DESCRIPTION OF THE TASK >> Scan the lines below for the string "clear" and copy every one that has it.

(Stored dataset items)
══════
mod breaker;
mod registry;
mod types;

pub use breaker::CircuitBreaker;
pub use registry::CircuitBreakerRegistry;
pub use types::{CircuitBreakerConfig, CircuitBreakerMetrics, CircuitState};
//! Resilient invocation layer for flaky, latency-prone upstream calls.
//!
//! Wraps any async operation with retry and exponential backoff,
//! per-dependency circuit breaking, per-attempt timeouts, response
//! validation, fallback and centralized failure reporting. Operates
//! entirely in-process; the only state is in-memory breaker counters
//! and a bounded error log.

pub mod batch;
pub mod circuit_breaker;
pub mod error;
pub mod invoke;
pub mod reporter;
pub mod retry;

pub use batch::{execute_batch, BatchOptions, BatchOutcome};
pub use circuit_breaker::{
    CircuitBreaker, CircuitBreakerConfig, CircuitBreakerMetrics, CircuitBreakerRegistry,
    CircuitState,
};
pub use error::{ErrorKind, ResilienceError, Result};
pub use invoke::{Fallback, InvokeContext, InvokeOptions, Invoker, Validator};
pub use reporter::{ErrorCategory, ErrorRecord, ErrorReporter, Severity};
pub use retry::{OnRetry, RetryExecutor, RetryOutcome, RetryPolicy};

/// Initialize tracing/logging
pub fn init_tracing() {
    tracing_subscriber::fmt()
        .with_env_filter(
            tracing_subscriber::EnvFilter::try_from_default_env()
                .unwrap_or_else(|_| "resilience=debug".into()),
        )
        .with_target(false)
        .compact()
        .init();
}
use crate::error::ErrorKind;
use chrono::{DateTime, Utc};
use serde::Serialize;
use std::collections::{HashMap, VecDeque};
use std::sync::Arc;
use tokio::sync::RwLock;
use tracing::{error, warn};
use uuid::Uuid;

/// Severity of a recorded failure
#[derive(Debug, Clone, Copy, PartialEq, Eq, Serialize)]
#[serde(rename_all = "snake_case")]
pub enum Severity {
    Low,
    Medium,
    High,
}

/// What stage of the invocation produced the record
#[derive(Debug, Clone, Copy, PartialEq, Eq, Serialize)]
#[serde(rename_all = "snake_case")]
pub enum ErrorCategory {
    /// An intermediate attempt failed and will be retried
    RetryAttempt,
    /// All attempts were consumed without success
    RetryExhausted,
    /// Terminal failure surfaced to the caller
    FinalFailure,
    /// Call rejected by an open breaker
    CircuitOpen,
    /// Response failed structural or custom validation
    ValidationFailure,
}

/// Immutable record of one failure event. Append-only; never mutated
/// after creation.
#[derive(Debug, Clone, Serialize)]
pub struct ErrorRecord {
    pub id: Uuid,
    pub timestamp: DateTime<Utc>,
    /// Rendered message of the underlying cause
    pub message: String,
    pub kind: ErrorKind,
    pub category: ErrorCategory,
    pub severity: Severity,
    /// Logical operation name
    pub source: String,
    pub user_id: Option<String>,
    pub request_id: Option<String>,
    /// Free-form correlation context
    pub context: HashMap<String, String>,
    /// Attempt number, when the failure came out of a retry loop
    pub attempt: Option<u32>,
}

impl ErrorRecord {
    pub fn new(
        source: impl Into<String>,
        message: impl Into<String>,
        kind: ErrorKind,
        category: ErrorCategory,
        severity: Severity,
    ) -> Self {
        Self {
            id: Uuid::new_v4(),
            timestamp: Utc::now(),
            message: message.into(),
            kind,
            category,
            severity,
            source: source.into(),
            user_id: None,
            request_id: None,
            context: HashMap::new(),
            attempt: None,
        }
    }

    pub fn with_user_id(mut self, user_id: impl Into<String>) -> Self {
        self.user_id = Some(user_id.into());
        self
    }

    pub fn with_request_id(mut self, request_id: impl Into<String>) -> Self {
        self.request_id = Some(request_id.into());
        self
    }

    pub fn with_context(mut self, key: impl Into<String>, value: impl Into<String>) -> Self {
        self.context.insert(key.into(), value.into());
        self
    }

    pub fn with_attempt(mut self, attempt: u32) -> Self {
        self.attempt = Some(attempt);
        self
    }
}

#[derive(Debug)]
struct ReporterState {
    records: VecDeque<ErrorRecord>,
    counts_by_source: HashMap<String, u64>,
}

/// Bounded in-memory failure store with per-source counters.
///
/// Cheaply clonable; clones share the same store. Recording is
/// infallible: a full buffer evicts the oldest record and nothing here
/// can fail the caller's operation.
#[derive(Debug, Clone)]
pub struct ErrorReporter {
    state: Arc<RwLock<ReporterState>>,
    capacity: usize,
}

const DEFAULT_CAPACITY: usize = 1024;

impl Default for ErrorReporter {
    fn default() -> Self {
        Self::new(DEFAULT_CAPACITY)
    }
}

impl ErrorReporter {
    /// Create a reporter retaining at most `capacity` records
    pub fn new(capacity: usize) -> Self {
        Self {
            state: Arc::new(RwLock::new(ReporterState {
                records: VecDeque::with_capacity(capacity.min(DEFAULT_CAPACITY)),
                counts_by_source: HashMap::new(),
            })),
            capacity: capacity.max(1),
        }
    }

    /// Append a record and bump the per-source counter
    pub async fn record(&self, record: ErrorRecord) {
        match record.severity {
            Severity::High => error!(
                source = %record.source,
                kind = %record.kind,
                message = %record.message,
                "Recording failure"
            ),
            _ => warn!(
                source = %record.source,
                kind = %record.kind,
                message = %record.message,
                "Recording failure"
            ),
        }

        let mut state = self.state.write().await;
        *state.counts_by_source.entry(record.source.clone()).or_insert(0) += 1;
        if state.records.len() == self.capacity {
            state.records.pop_front();
        }
        state.records.push_back(record);
    }

    /// Recent records, optionally filtered by source and lower time bound.
    /// Oldest first.
    pub async fn recent(
        &self,
        source: Option<&str>,
        since: Option<DateTime<Utc>>,
    ) -> Vec<ErrorRecord> {
        let state = self.state.read().await;
        state
            .records
            .iter()
            .filter(|r| source.map_or(true, |s| r.source == s))
            .filter(|r| since.map_or(true, |t| r.timestamp >= t))
            .cloned()
            .collect()
    }

    /// Total failures recorded for a source, including evicted records
    pub async fn count(&self, source: &str) -> u64 {
        let state = self.state.read().await;
        state.counts_by_source.get(source).copied().unwrap_or(0)
    }

    /// Drop all records and counters. Intended for test isolation.
    pub async fn clear(&self) {
        let mut state = self.state.write().await;
        state.records.clear();
        state.counts_by_source.clear();
    }
}
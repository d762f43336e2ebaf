use super::*;

#[test]
fn empty_name_is_default() {
    assert_eq!(Name::default(), Name::EMPTY);
    assert!(Name::EMPTY.is_empty());
    assert!(!Name::from_raw(7).is_empty());
}

#[test]
fn raw_round_trip() {
    let name = Name::from_raw(42);
    assert_eq!(name.raw(), 42);
    assert_eq!(name.index(), 42);
    assert_eq!(format!("{name:?}"), "Name(42)");
}

#[test]
fn names_order_by_interning_sequence() {
    assert!(Name::from_raw(1) < Name::from_raw(2));
}
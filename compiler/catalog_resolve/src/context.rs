//! Per-call resolution context.
//!
//! Bundles the read-only catalog state a resolution needs with the mutable
//! path cache, so scoring code never reaches back into the catalog.

use catalog_ir::Idx;
use tracing::debug;

use crate::config::ResolverConfig;
use crate::conversion::{
    CachedPath, ConversionPathFinder, ScalarConversionPath, ScalarConversionPathCache,
};
use crate::types::TypeRegistry;

/// Everything one `resolve_call` reads or memoizes.
pub struct ResolveContext<'a> {
    types: &'a TypeRegistry,
    finder: &'a dyn ConversionPathFinder,
    cache: &'a mut ScalarConversionPathCache,
    config: &'a ResolverConfig,
}

impl<'a> ResolveContext<'a> {
    pub fn new(
        types: &'a TypeRegistry,
        finder: &'a dyn ConversionPathFinder,
        cache: &'a mut ScalarConversionPathCache,
        config: &'a ResolverConfig,
    ) -> Self {
        ResolveContext {
            types,
            finder,
            cache,
            config,
        }
    }

    #[inline]
    pub fn types(&self) -> &TypeRegistry {
        self.types
    }

    #[inline]
    pub fn config(&self) -> &ResolverConfig {
        self.config
    }

    /// Compatibility without conversion.
    #[inline]
    pub fn is(&self, ty: Idx, target: Idx) -> bool {
        self.types.is(ty, target)
    }

    /// Best conversion path from `source` to `target`, consulting the cache
    /// first and recording the finder's answer on a miss.
    pub fn conversion_path(&mut self, source: Idx, target: Idx) -> Option<ScalarConversionPath> {
        if !self.config.cache_conversion_paths {
            return self.finder.find_conversion_path(source, target);
        }

        let cached = match self.cache.get(source, target) {
            CachedPath::Unknown => None,
            CachedPath::NoPath => Some(None),
            CachedPath::Path(path) => Some(Some(path.clone())),
        };
        if let Some(hit) = cached {
            return hit;
        }

        debug!(?source, ?target, "conversion cache miss");
        let path = self.finder.find_conversion_path(source, target);
        self.cache.put(source, target, path.clone());
        path
    }
}

#[cfg(test)]
#[allow(
    clippy::unwrap_used,
    clippy::expect_used,
    reason = "Tests use unwrap for brevity"
)]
══════
TASK RESULT >>
    pub async fn clear(&self) {
        state.records.clear();
        state.counts_by_source.clear();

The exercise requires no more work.